The proposed changes by the Institutional Revolutionary Party, or PRI, if approved, would give President Enrique Pena Nieto additional maneuvering room as he prepares to submit significant tax and energy overhauls to Congress later this year.
The changes would be a bold move for the PRI, which was formed in the wake of the 1910 Mexican Revolution and became a world pioneer when it expropriated the oil industry in 1938 under former President Lazaro Cardenas.
A PRI member who has access to a draft agreement said the PRI is preparing to support changes in its political platform to recognize a need for "mechanisms to favor a greater involvement of the private sector in the generation of energy," while expressly keeping hydrocarbon resources in state hands. The party member spoke on condition of anonymity.

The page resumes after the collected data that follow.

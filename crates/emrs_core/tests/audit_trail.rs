use emrs_core::db::open_db_in_memory;
use emrs_core::{
    AuditInterceptor, AuditQuery, AuditStatus, AuditStore, AuditedOperation, BatchConfig,
    CallerIdentity, Department, DepartmentService, Employee, EmployeePatch, EmployeeService,
    EmploymentStatus, InvocationContext, Patch, RepoError, SqliteAuditStore,
};
use rusqlite::Connection;
use std::net::{IpAddr, Ipv4Addr};

fn origin() -> Option<IpAddr> {
    Some(IpAddr::V4(Ipv4Addr::new(192, 168, 10, 4)))
}

fn ada() -> InvocationContext {
    InvocationContext::authenticated(
        CallerIdentity::new("6c1f-ada").with_claim("preferred_username", "ada"),
        origin(),
    )
}

fn all_records(conn: &Connection) -> Vec<emrs_core::AuditRecord> {
    SqliteAuditStore::new(conn)
        .list(&AuditQuery::default())
        .unwrap()
}

fn employee(number: i64, department_id: i64) -> Employee {
    Employee {
        id: None,
        full_name: format!("Employee {number}"),
        employee_number: number,
        job_title: "Clerk".to_string(),
        employment_status: EmploymentStatus::PartTime,
        address: "1 Quay Street".to_string(),
        phone: "555-0000".to_string(),
        email: format!("clerk{number}@example.org"),
        department_id,
        created_at: None,
        updated_at: None,
    }
}

fn department_id(conn: &Connection) -> i64 {
    DepartmentService::new(conn, BatchConfig::default())
        .create_departments(&ada(), vec![Department::new("Operations")])
        .unwrap()[0]
        .id
        .unwrap()
}

#[test]
fn successful_call_leaves_one_success_record() {
    let conn = open_db_in_memory().unwrap();
    let department_id = department_id(&conn);
    let service = EmployeeService::new(&conn, BatchConfig::default());

    let created = service
        .create_employees_in_batch(&ada(), vec![employee(1, department_id)])
        .unwrap();
    assert_eq!(created.len(), 1);

    let records = all_records(&conn);
    assert_eq!(records.len(), 2);
    let record = &records[1];
    assert_eq!(record.operation, "Create employees in batch");
    assert_eq!(record.method, "create_employees_in_batch");
    assert_eq!(record.caller_id, "6c1f-ada");
    assert_eq!(record.caller_name, "ada");
    assert_eq!(record.ip_address, "192.168.10.4");
    assert_eq!(record.status, AuditStatus::Success);
    assert!(record.updated_at >= record.created_at);
}

#[test]
fn unlabeled_operation_is_recorded_under_its_method_name() {
    let conn = open_db_in_memory().unwrap();
    let service = EmployeeService::new(&conn, BatchConfig::default());

    let found = service
        .find_employees(&InvocationContext::anonymous(None), &[1, 2])
        .unwrap();
    assert!(found.is_empty());

    let records = all_records(&conn);
    assert_eq!(records.len(), 1);
    assert_eq!(records[0].operation, "find_employees");
    assert_eq!(records[0].caller_id, "Anonymous");
    assert_eq!(records[0].caller_name, "Anonymous");
}

#[test]
fn failing_call_records_failure_and_returns_original_error() {
    let conn = open_db_in_memory().unwrap();
    let service = EmployeeService::new(&conn, BatchConfig::default());

    let err = service
        .update_employees_in_batch(&ada(), &[1], EmployeePatch::default())
        .unwrap_err();
    assert!(matches!(
        err,
        RepoError::NoUpdatableFields { table: "employees" }
    ));

    let records = all_records(&conn);
    assert_eq!(records.len(), 1);
    assert_eq!(records[0].operation, "Update employees in batch");
    assert_eq!(records[0].status, AuditStatus::Failure);
}

#[test]
fn empty_update_id_list_is_a_validation_failure() {
    let conn = open_db_in_memory().unwrap();
    let service = EmployeeService::new(&conn, BatchConfig::default());
    let patch = EmployeePatch {
        job_title: Patch::Set("Lead".to_string()),
        ..EmployeePatch::default()
    };

    let err = service
        .update_employees_in_batch(&ada(), &[], patch)
        .unwrap_err();
    assert!(matches!(err, RepoError::Validation(_)));
    assert_eq!(all_records(&conn)[0].status, AuditStatus::Failure);
}

#[test]
fn store_failure_rolls_back_business_writes_but_keeps_the_audit_record() {
    let conn = open_db_in_memory().unwrap();
    let department_id = department_id(&conn);
    let service = EmployeeService::new(&conn, BatchConfig::default());

    let err = service
        .create_employees_in_batch(
            &ada(),
            vec![
                employee(7, department_id),
                employee(8, department_id),
                employee(7, department_id),
            ],
        )
        .unwrap_err();
    assert!(err.is_constraint_violation());

    let page = service.employees_page(0, 10).unwrap();
    assert_eq!(page.total_elements, 0);

    let failures = SqliteAuditStore::new(&conn)
        .list(&AuditQuery {
            status: Some(AuditStatus::Failure),
            ..AuditQuery::default()
        })
        .unwrap();
    assert_eq!(failures.len(), 1);
    assert_eq!(failures[0].method, "create_employees_in_batch");
}

#[test]
fn started_record_exists_while_the_operation_runs() {
    let conn = open_db_in_memory().unwrap();
    let interceptor = AuditInterceptor::new(SqliteAuditStore::new(&conn));

    let result: Result<usize, RepoError> = interceptor.run(
        &ada(),
        &AuditedOperation::new("inspect_audit_state").labeled("Inspect audit state"),
        || {
            let during = all_records(&conn);
            assert_eq!(during.len(), 1);
            assert_eq!(during[0].status, AuditStatus::Started);
            Ok(during.len())
        },
    );

    assert_eq!(result.unwrap(), 1);
    let after = all_records(&conn);
    assert_eq!(after.len(), 1);
    assert_eq!(after[0].status, AuditStatus::Success);
}

#[test]
fn department_delete_with_no_ids_is_audited_noop() {
    let conn = open_db_in_memory().unwrap();
    let service = DepartmentService::new(&conn, BatchConfig::default());

    let result = service.delete_departments(&ada(), &[]).unwrap();
    assert_eq!(result.affected_records, 0);
    assert_eq!(result.message, "No department IDs provided.");

    let records = all_records(&conn);
    assert_eq!(records.len(), 1);
    assert_eq!(records[0].operation, "delete_departments");
    assert_eq!(records[0].status, AuditStatus::Success);
}

#[test]
fn terminal_update_is_applied_only_once() {
    let conn = open_db_in_memory().unwrap();
    let store = SqliteAuditStore::new(&conn);
    let mut record =
        emrs_core::AuditRecord::started("u", "u", "Op", "op", "127.0.0.1", 1_000);
    store.save(&mut record).unwrap();

    record.complete(AuditStatus::Success, 2_000).unwrap();
    store.update(&record).unwrap();

    let mut stale = record.clone();
    stale.status = AuditStatus::Failure;
    assert!(store.update(&stale).is_err());
    assert_eq!(all_records(&conn)[0].status, AuditStatus::Success);
}

#[test]
fn reporting_filters_by_caller_and_time_range() {
    let conn = open_db_in_memory().unwrap();
    let store = SqliteAuditStore::new(&conn);
    for (caller, created_at) in [("a", 100), ("b", 200), ("a", 300)] {
        let mut record =
            emrs_core::AuditRecord::started(caller, caller, "Op", "op", "10.0.0.1", created_at);
        store.save(&mut record).unwrap();
    }

    let by_caller = store
        .list(&AuditQuery {
            caller_id: Some("a".to_string()),
            created_from: Some(150),
            ..AuditQuery::default()
        })
        .unwrap();
    assert_eq!(by_caller.len(), 1);
    assert_eq!(by_caller[0].created_at, 300);
}

#[test]
fn update_with_invalid_email_is_rejected_before_any_write() {
    let conn = open_db_in_memory().unwrap();
    let department_id = department_id(&conn);
    let service = EmployeeService::new(&conn, BatchConfig::default());
    let created = service
        .create_employees_in_batch(&ada(), vec![employee(3, department_id)])
        .unwrap();
    let id = created[0].id.unwrap();

    let patch = EmployeePatch {
        email: Patch::Set("x".to_string()),
        ..EmployeePatch::default()
    };
    let err = service
        .update_employees_in_batch(&ada(), &[id], patch)
        .unwrap_err();
    assert!(matches!(err, RepoError::Validation(_)));

    let stored = service.find_employees(&ada(), &[id]).unwrap();
    assert_eq!(stored[0].email, "clerk3@example.org");
}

The proposal amends an article approved in 2008 in which the PRI said the state should maintain the "property, management, control and fruits" of the oil industry under Pemex.
The PRI would reiterate its defense of constitutional articles that establish a national oil industry, the party member said.
A reform to increase private involvement in the oil sector is one of the key promises of Mr. Pena Nieto to unleash economic growth. Government officials estimate an energy reform could add two percentage points to annual economic growth, but critics see it as a transfer of oil income to foreign firms.
Modifications to the PRI's platform are expected to be voted on Sunday during a national party congress in Mexico City where more than 4,000 delegates from all over the country will gather. Mr. Pena Nieto has been invited to the event.
In addition to easing its position on Pemex, the party that ruled Mexico from 1929 to 2000 before spending 12 years in opposition is also expected to erase from its platform the prohibition on supporting value-added tax taxes on food and medicines, an old battle flag of a party that still considers itself center-left.
The expected change is intended to give more margin to Mr. Pena Nieto's government on a tax reform expected to be presented from July, in parallel with the energy reform.